***** RECORDS FOR THE TASK
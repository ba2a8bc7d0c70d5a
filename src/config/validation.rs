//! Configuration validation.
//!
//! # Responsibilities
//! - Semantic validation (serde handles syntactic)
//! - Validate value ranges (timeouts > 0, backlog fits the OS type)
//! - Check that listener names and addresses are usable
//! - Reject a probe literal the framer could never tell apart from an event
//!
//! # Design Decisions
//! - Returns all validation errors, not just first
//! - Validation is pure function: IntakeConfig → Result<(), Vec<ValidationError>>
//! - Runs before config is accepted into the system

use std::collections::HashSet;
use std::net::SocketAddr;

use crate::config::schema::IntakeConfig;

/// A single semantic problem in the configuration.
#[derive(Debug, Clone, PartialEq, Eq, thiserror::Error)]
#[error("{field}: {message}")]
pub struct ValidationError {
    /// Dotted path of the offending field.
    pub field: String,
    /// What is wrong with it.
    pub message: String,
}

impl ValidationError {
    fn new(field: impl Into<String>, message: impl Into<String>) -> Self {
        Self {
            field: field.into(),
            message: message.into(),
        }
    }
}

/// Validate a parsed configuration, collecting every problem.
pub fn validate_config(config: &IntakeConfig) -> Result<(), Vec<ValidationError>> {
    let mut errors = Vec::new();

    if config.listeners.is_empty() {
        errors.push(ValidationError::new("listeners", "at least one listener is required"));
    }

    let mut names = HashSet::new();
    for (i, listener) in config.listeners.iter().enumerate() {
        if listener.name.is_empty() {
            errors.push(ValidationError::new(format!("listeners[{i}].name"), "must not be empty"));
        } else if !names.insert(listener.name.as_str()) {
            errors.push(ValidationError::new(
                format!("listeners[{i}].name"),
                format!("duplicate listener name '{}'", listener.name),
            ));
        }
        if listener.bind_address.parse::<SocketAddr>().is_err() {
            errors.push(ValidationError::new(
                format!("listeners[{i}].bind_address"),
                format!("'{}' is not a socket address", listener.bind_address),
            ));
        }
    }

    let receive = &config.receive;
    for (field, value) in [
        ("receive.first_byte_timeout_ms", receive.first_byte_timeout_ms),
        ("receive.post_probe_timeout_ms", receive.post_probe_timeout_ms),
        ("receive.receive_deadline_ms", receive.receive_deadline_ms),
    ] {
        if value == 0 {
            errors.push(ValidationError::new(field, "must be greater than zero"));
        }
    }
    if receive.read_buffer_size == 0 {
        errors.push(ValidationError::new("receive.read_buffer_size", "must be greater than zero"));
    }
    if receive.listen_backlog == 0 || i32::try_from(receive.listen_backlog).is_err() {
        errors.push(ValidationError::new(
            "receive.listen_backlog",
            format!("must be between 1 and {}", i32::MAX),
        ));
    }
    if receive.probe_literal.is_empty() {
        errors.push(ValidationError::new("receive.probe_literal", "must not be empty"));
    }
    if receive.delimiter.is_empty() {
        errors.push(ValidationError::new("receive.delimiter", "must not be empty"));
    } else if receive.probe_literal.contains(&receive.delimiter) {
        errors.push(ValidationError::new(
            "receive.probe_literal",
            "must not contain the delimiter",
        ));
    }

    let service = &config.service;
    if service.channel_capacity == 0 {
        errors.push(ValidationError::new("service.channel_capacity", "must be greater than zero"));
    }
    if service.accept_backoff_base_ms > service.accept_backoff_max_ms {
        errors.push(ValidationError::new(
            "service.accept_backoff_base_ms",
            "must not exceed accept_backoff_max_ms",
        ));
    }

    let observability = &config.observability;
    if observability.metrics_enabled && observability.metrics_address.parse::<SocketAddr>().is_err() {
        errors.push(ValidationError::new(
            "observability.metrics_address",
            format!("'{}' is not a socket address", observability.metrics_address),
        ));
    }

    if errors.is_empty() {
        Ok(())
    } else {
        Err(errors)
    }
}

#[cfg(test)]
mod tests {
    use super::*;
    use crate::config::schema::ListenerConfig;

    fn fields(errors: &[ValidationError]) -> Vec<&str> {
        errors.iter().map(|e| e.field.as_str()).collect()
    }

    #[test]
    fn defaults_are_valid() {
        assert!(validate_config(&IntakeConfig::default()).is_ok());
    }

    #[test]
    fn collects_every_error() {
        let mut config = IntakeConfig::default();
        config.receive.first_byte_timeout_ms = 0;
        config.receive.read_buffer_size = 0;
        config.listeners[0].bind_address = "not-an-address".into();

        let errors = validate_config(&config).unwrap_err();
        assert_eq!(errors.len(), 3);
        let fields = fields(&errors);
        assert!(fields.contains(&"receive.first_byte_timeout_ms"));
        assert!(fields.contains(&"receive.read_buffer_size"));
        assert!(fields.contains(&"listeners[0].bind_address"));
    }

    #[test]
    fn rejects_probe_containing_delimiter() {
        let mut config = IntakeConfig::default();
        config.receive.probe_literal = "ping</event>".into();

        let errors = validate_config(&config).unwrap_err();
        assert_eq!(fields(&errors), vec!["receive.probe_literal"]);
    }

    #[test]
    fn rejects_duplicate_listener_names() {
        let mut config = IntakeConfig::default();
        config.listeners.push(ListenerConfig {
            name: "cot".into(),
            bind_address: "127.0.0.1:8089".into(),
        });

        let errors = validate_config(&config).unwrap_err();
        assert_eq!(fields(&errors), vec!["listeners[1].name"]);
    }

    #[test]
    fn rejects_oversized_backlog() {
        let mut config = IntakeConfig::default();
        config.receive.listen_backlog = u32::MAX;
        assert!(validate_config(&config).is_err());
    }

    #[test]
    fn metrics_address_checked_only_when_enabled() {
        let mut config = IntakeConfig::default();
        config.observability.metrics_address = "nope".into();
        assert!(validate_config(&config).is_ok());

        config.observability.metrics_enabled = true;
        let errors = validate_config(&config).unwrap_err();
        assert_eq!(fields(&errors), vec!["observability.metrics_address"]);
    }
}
**********
EXERCISE BRIEF >>
Make an exact transcription of the entries above.

REPLY TO THE TASK >>
repository ba2a8bc7d0c70d5a
filename src/config/validation.rs
//! Configuration validation.
//!
//! # Responsibilities
//! - Semantic validation (serde handles syntactic)
//! - Validate value ranges (timeouts > 0, backlog fits the OS type)
//! - Check that listener names and addresses are usable
//! - Reject a probe literal the framer could never tell apart from an event
//!
//! # Design Decisions
//! - Returns all validation errors, not just first
//! - Validation is pure function: IntakeConfig → Result<(), Vec<ValidationError>>
//! - Runs before config is accepted into the system

use std::collections::HashSet;
use std::net::SocketAddr;

use crate::config::schema::IntakeConfig;

/// A single semantic problem in the configuration.
#[derive(Debug, Clone, PartialEq, Eq, thiserror::Error)]
#[error("{field}: {message}")]
pub struct ValidationError {
    /// Dotted path of the offending field.
    pub field: String,
    /// What is wrong with it.
    pub message: String,
}

impl ValidationError {
    fn new(field: impl Into<String>, message: impl Into<String>) -> Self {
        Self {
            field: field.into(),
            message: message.into(),
        }
    }
}

/// Validate a parsed configuration, collecting every problem.
pub fn validate_config(config: &IntakeConfig) -> Result<(), Vec<ValidationError>> {
    let mut errors = Vec::new();

    if config.listeners.is_empty() {
        errors.push(ValidationError::new("listeners", "at least one listener is required"));
    }

    let mut names = HashSet::new();
    for (i, listener) in config.listeners.iter().enumerate() {
        if listener.name.is_empty() {
            errors.push(ValidationError::new(format!("listeners[{i}].name"), "must not be empty"));
        } else if !names.insert(listener.name.as_str()) {
            errors.push(ValidationError::new(
                format!("listeners[{i}].name"),
                format!("duplicate listener name '{}'", listener.name),
            ));
        }
        if listener.bind_address.parse::<SocketAddr>().is_err() {
            errors.push(ValidationError::new(
                format!("listeners[{i}].bind_address"),
                format!("'{}' is not a socket address", listener.bind_address),
            ));
        }
    }

    let receive = &config.receive;
    for (field, value) in [
        ("receive.first_byte_timeout_ms", receive.first_byte_timeout_ms),
        ("receive.post_probe_timeout_ms", receive.post_probe_timeout_ms),
        ("receive.receive_deadline_ms", receive.receive_deadline_ms),
    ] {
        if value == 0 {
            errors.push(ValidationError::new(field, "must be greater than zero"));
        }
    }
    if receive.read_buffer_size == 0 {
        errors.push(ValidationError::new("receive.read_buffer_size", "must be greater than zero"));
    }
    if receive.listen_backlog == 0 || i32::try_from(receive.listen_backlog).is_err() {
        errors.push(ValidationError::new(
            "receive.listen_backlog",
            format!("must be between 1 and {}", i32::MAX),
        ));
    }
    if receive.probe_literal.is_empty() {
        errors.push(ValidationError::new("receive.probe_literal", "must not be empty"));
    }
    if receive.delimiter.is_empty() {
        errors.push(ValidationError::new("receive.delimiter", "must not be empty"));
    } else if receive.probe_literal.contains(&receive.delimiter) {
        errors.push(ValidationError::new(
            "receive.probe_literal",
            "must not contain the delimiter",
        ));
    }

    let service = &config.service;
    if service.channel_capacity == 0 {
        errors.push(ValidationError::new("service.channel_capacity", "must be greater than zero"));
    }
    if service.accept_backoff_base_ms > service.accept_backoff_max_ms {
        errors.push(ValidationError::new(
            "service.accept_backoff_base_ms",
            "must not exceed accept_backoff_max_ms",
        ));
    }

    let observability = &config.observability;
    if observability.metrics_enabled && observability.metrics_address.parse::<SocketAddr>().is_err() {
        errors.push(ValidationError::new(
            "observability.metrics_address",
            format!("'{}' is not a socket address", observability.metrics_address),
        ));
    }

    if errors.is_empty() {
        Ok(())
    } else {
        Err(errors)
    }
}

#[cfg(test)]
mod tests {
    use super::*;
    use crate::config::schema::ListenerConfig;

    fn fields(errors: &[ValidationError]) -> Vec<&str> {
        errors.iter().map(|e| e.field.as_str()).collect()
    }

    #[test]
    fn defaults_are_valid() {
        assert!(validate_config(&IntakeConfig::default()).is_ok());
    }

    #[test]
    fn collects_every_error() {
        let mut config = IntakeConfig::default();
        config.receive.first_byte_timeout_ms = 0;
        config.receive.read_buffer_size = 0;
        config.listeners[0].bind_address = "not-an-address".into();

        let errors = validate_config(&config).unwrap_err();
        assert_eq!(errors.len(), 3);
        let fields = fields(&errors);
        assert!(fields.contains(&"receive.first_byte_timeout_ms"));
        assert!(fields.contains(&"receive.read_buffer_size"));
        assert!(fields.contains(&"listeners[0].bind_address"));
    }

    #[test]
    fn rejects_probe_containing_delimiter() {
        let mut config = IntakeConfig::default();
        config.receive.probe_literal = "ping</event>".into();

        let errors = validate_config(&config).unwrap_err();
        assert_eq!(fields(&errors), vec!["receive.probe_literal"]);
    }

    #[test]
    fn rejects_duplicate_listener_names() {
        let mut config = IntakeConfig::default();
        config.listeners.push(ListenerConfig {
            name: "cot".into(),
            bind_address: "127.0.0.1:8089".into(),
        });

        let errors = validate_config(&config).unwrap_err();
        assert_eq!(fields(&errors), vec!["listeners[1].name"]);
    }

    #[test]
    fn rejects_oversized_backlog() {
        let mut config = IntakeConfig::default();
        config.receive.listen_backlog = u32::MAX;
        assert!(validate_config(&config).is_err());
    }

    #[test]
    fn metrics_address_checked_only_when_enabled() {
        let mut config = IntakeConfig::default();
        config.observability.metrics_address = "nope".into();
        assert!(validate_config(&config).is_ok());

        config.observability.metrics_enabled = true;
        let errors = validate_config(&config).unwrap_err();
        assert_eq!(fields(&errors), vec!["observability.metrics_address"]);
    }
}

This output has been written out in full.